Nasib rupiah sepertinya sangat bergantung pada pergerakan kondisi ekonomi Amerika Serikat (AS). Normalisasi kebijakan bank sentral AS The Federal Reserve (The Fed) cukup membuat rupiah terus tertekan. 

Isu kenaikan suku bunga The Fed berhasil membuat semua mata uang negara di dunia berguguran, tak terkecuali Indonesia. Di awal tahun, rupiah masih berada di posisi sekitar Rp 12.000, saat ini dolar AS menekan rupiah di level sekitar Rp 13.300.

Apa penyebab sebenarnya?

Analis Pasar Uang Farial Anwar mengungkapkan, banyak faktor yang membuat mata uang Garuda tertekan. Hal paling berkontribusi adalah isu kenaikan suku bunga bank sentral AS, The Fed.

"Isu ini sudah muncul 2 tahun terakhir, kita terombang-ambing nggak jelas, kapan mereka mau menaikan suku bunganya, kita semakin lama dibuat tidak pasti. AS terus menguat, rupiah terus tertekan," jelas dia kepada detikFinance, Kamis (18/6/2015).

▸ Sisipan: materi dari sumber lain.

//! Built-in context rules.
//!
//! # Priority (standard table)
//!
//! | # | Rule | Matches | Context |
//! |---|------|---------|---------|
//! | 1 | PRESCRIPTION | prescription, no date | Prescription |
//! | 2 | PREORDER | date + preorder | Preorder |
//! | 3 | DELAYED | date + delayed despatch | DelayedDespatch |
//! | 4 | DECLARED_DATE | date | Default |
//! | 5 | FALLBACK | always | Default |
//!
//! A declared date outranks the prescription flag: a prescription line
//! bundled with a preorder part follows the preorder's date.

use super::{CartFlags, ContextRule};
use crate::models::{Classification, ShippingContext};

/// Prescription order with no declared despatch date.
#[derive(Debug, Clone, Copy)]
pub struct Prescription;

impl ContextRule for Prescription {
    fn name(&self) -> &'static str {
        "PRESCRIPTION"
    }

    fn apply(&self, flags: &CartFlags) -> Option<Classification> {
        (flags.prescription && flags.despatch_date.is_none())
            .then(|| Classification::of(ShippingContext::Prescription))
    }

    fn description(&self) -> &'static str {
        "Prescription lead time from today"
    }
}

/// Preorder with a restock date.
#[derive(Debug, Clone, Copy)]
pub struct Preorder;

impl ContextRule for Preorder {
    fn name(&self) -> &'static str {
        "PREORDER"
    }

    fn apply(&self, flags: &CartFlags) -> Option<Classification> {
        let date = flags.despatch_date?;
        flags
            .preorder
            .then(|| Classification::new(ShippingContext::Preorder, Some(date)))
    }

    fn description(&self) -> &'static str {
        "Preorder despatched after restock"
    }
}

/// Delayed despatch with a declared date.
#[derive(Debug, Clone, Copy)]
pub struct DelayedDespatch;

impl ContextRule for DelayedDespatch {
    fn name(&self) -> &'static str {
        "DELAYED"
    }

    fn apply(&self, flags: &CartFlags) -> Option<Classification> {
        let date = flags.despatch_date?;
        flags
            .delayed_despatch
            .then(|| Classification::new(ShippingContext::DelayedDespatch, Some(date)))
    }

    fn description(&self) -> &'static str {
        "Delayed despatch on a declared date"
    }
}

/// Declared date without a preorder or delayed flag.
#[derive(Debug, Clone, Copy)]
pub struct DeclaredDate;

impl ContextRule for DeclaredDate {
    fn name(&self) -> &'static str {
        "DECLARED_DATE"
    }

    fn apply(&self, flags: &CartFlags) -> Option<Classification> {
        flags
            .despatch_date
            .map(|date| Classification::new(ShippingContext::Default, Some(date)))
    }

    fn description(&self) -> &'static str {
        "Default rules from a declared date"
    }
}

/// Matches everything.
#[derive(Debug, Clone, Copy)]
pub struct Fallback;

impl ContextRule for Fallback {
    fn name(&self) -> &'static str {
        "FALLBACK"
    }

    fn apply(&self, _flags: &CartFlags) -> Option<Classification> {
        Some(Classification::default())
    }
}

Selain itu, ekonomi Eropa yang juga dalam tekanan karena Yunani tidak mampu membayar surat utangnya, membuat dolar AS perkasa terhadap euro. Jepang dan China juga demikian, kondisi perekonomiannya tengah melambat.

"Ekspor kita terhambat, ini juga menekan rupiah," katanya.

Dari dalam negeri, Farial menyebutkan, Indonesia masih menanggung defisit transaksi berjalan atau Current Account Deficit (CAD). Meskipun neraca perdagangan mulai membaik, namun belum mampu mendorong penguatan rupiah.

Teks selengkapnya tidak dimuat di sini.